Monday, February 05, 2007

Pakistan in the US media: Onions, Gulab Jamuns and Islamic bombs

Pakistan in the US media: Onions, Gulab Jamuns and Islamic bombs
By Anwar Iqbal
(Read at the SAJA conference, National Press Club, Washington - February 2, 2007)

South Asia’s presence in North America is stronger outside than in the media. Where I live, we have a halal meat grocery, an all vegetarian grocery, a chutney restaurant and a Nirala sweets shop that sells gulab jamuns and burfis.

There are no gulab jamuns and burfis in the media. The US media, as far as Pakistan is concerned, are focused on the Taliban, al-Qaeda, and the Islamic bombs in Islamabad .

So far no one has checked these bombs to see if they are properly circumcised to be Islamic. But everyone believes that the bombs will one day be stolen by the Osama bin Ladens and Mullah Omers of this word.

The media’s suggestion for snatching the Islamic bombs from Islamabad ’s custody is easy: topple President Musharraf, have him killed or simply wait till he dies a natural death. Then bring the mullahs and hand over the bombs to them at a grand ceremony at Peshawar ’s Nasir Bagh refugee camp, properly televised by CNN and Fox News.

London tabloid -- The Sun -- should have special rights to run uncensored pictures of these unveiled Islamic bombs, replacing its page-3 girls for a day.

I hope Benazir Bhutto and Nawaz Sharif are reading the US media to learn how to unseat the military. So far all their efforts to convince the army to return to the barracks have failed.

Pakistan is also often taken to task for allowing cross-border movement of the Taliban. I remember visiting the Taliban once in Kandahar along with Mr Karzai long before he became the president of his country. They were smelly, hardly took shower, ate onions and burped on your face. I do not blame the Pakistani government for sending them out. I would not want them in my country either.

Again, the media’s suggestion for getting rid of the problem is simple: invade the tribal territory separating Afghanistan and Pakistan , catch all bearded people, tie them to the nearest tree or the lamp post and shoot them. But the problem is that there are no trees and very few lamp posts in that area.

The other suggestion is to extend Islamabad ’s jurisdiction to the tribal belt and all the Taliban will become law-abiding citizens of Pakistan . Unfortunately, Islamabad does not have enough clerks to extend its jurisdiction to this area. After all, you need hundreds, if not thousands, of babus to run a thousand-mile long territory.

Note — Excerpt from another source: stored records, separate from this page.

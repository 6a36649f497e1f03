//! Tools domain module.
//!
//! Tools are the operations MCP clients can call. Each one validates its
//! input, performs one YApi call and translates any failure into an MCP error.
//!
//! A tool is one file under `definitions/` exposing `execute()` plus two
//! adapters: `create_route()` for the session transports (collected in
//! `router.rs`) and `http_handler()` for the HTTP transport (dispatched by
//! `registry.rs`). Both must list the same tools.

pub mod definitions;
mod error;
mod registry;
pub mod router;

pub use error::ToolError;
pub use registry::ToolRegistry;
pub use router::build_tool_router;
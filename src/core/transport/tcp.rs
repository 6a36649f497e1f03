//! TCP transport: every accepted connection gets its own MCP session.
//!
//! Sessions share the server (and its read-only configuration) but nothing
//! else; a failing session never affects the listener or other clients.

use rmcp::ServiceExt;
use std::time::Duration;
use tokio::net::{TcpListener, TcpStream};
use tracing::{Instrument, debug, info, info_span, warn};

use super::{ListenAddr, TransportError, TransportResult};
use crate::core::McpServer;

/// Pause after a failed `accept` so a persistent error does not spin.
const ACCEPT_BACKOFF: Duration = Duration::from_millis(100);

pub struct TcpTransport {
    addr: ListenAddr,
}

impl TcpTransport {
    pub fn new(addr: ListenAddr) -> Self {
        Self { addr }
    }

    /// Accept clients until the process is stopped.
    pub async fn run(self, server: McpServer) -> TransportResult<()> {
        let listener = TcpListener::bind((self.addr.host.as_str(), self.addr.port))
            .await
            .map_err(|e| TransportError::bind(&self.addr, e))?;
        info!("Listening for MCP clients on tcp://{}", self.addr);

        loop {
            let (stream, peer) = match listener.accept().await {
                Ok(connection) => connection,
                Err(e) => {
                    warn!("Failed to accept connection: {}", e);
                    tokio::time::sleep(ACCEPT_BACKOFF).await;
                    continue;
                }
            };

            if let Err(e) = stream.set_nodelay(true) {
                debug!("Could not set TCP_NODELAY for {}: {}", peer, e);
            }

            let session = serve_connection(server.clone(), stream)
                .instrument(info_span!("tcp_session", %peer));
            tokio::spawn(session);
        }
    }
}

async fn serve_connection(server: McpServer, stream: TcpStream) {
    let session = match server.serve(stream).await {
        Ok(session) => session,
        Err(e) => {
            warn!("MCP handshake failed: {}", e);
            return;
        }
    };
    info!("Client connected");

    match session.waiting().await {
        Ok(reason) => info!("Client disconnected: {:?}", reason),
        Err(e) => warn!("Session task failed: {}", e),
    }
}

If you do not have the babus, as the clerks are called in our part of the world, who will take bribes for telephone and electricity connections? Who will sell railway tickets in the black market? Who will prevent tribal children from enrolling at schools without bakhshish?

The US media are, obviously, not concerned with such mundane details. Their approach is nice and clean. Catch an unnamed US official source. Make him or her share the bright idea he or she conceived while reading the day’s newspapers in the restroom and there you go.

I am eternally grateful to the media for not having yet another bright idea when Kabul announced that President Karzai had his first child last week. Had they gone to one of their unnamed sources, I fear the source would have blamed it on Pakistan .

I shudder to think what bloodshed such a baseless allegation would have caused! This time all the mullahs, the babus and the misters would have joined Mr Karzai in waging a jihad against Pakistan .

And this would have been no vegetarian jihad. A lot of meatballs would have flown across the Durand Line in both directions.

One of my friends, when I asked her to explain what she thought of Pakistan ’s coverage in the US media, said if you go by what the media, say everyone in Pakistan is a mullah.

Do the people focus on what an obscure or particularly funny priest says when they talk about the United States or Canada , she asked. Obviously not, she said. But when it comes to Islam, she, said, the media presents an obscure London priest called Bakari as the sole representative of more than a billion Muslims.

She said that Pakistan has four official and dozens of unofficial nationalities who speak their own languages, have their own culture and distinct musical traditions. But you see none of these in the media, she complained.

I do not. I wish everybody in Pakistan was a mullah. Then I would not have had to pay a mullah to bless my child after his circumcision. I would have simply gone to my next door neighbor.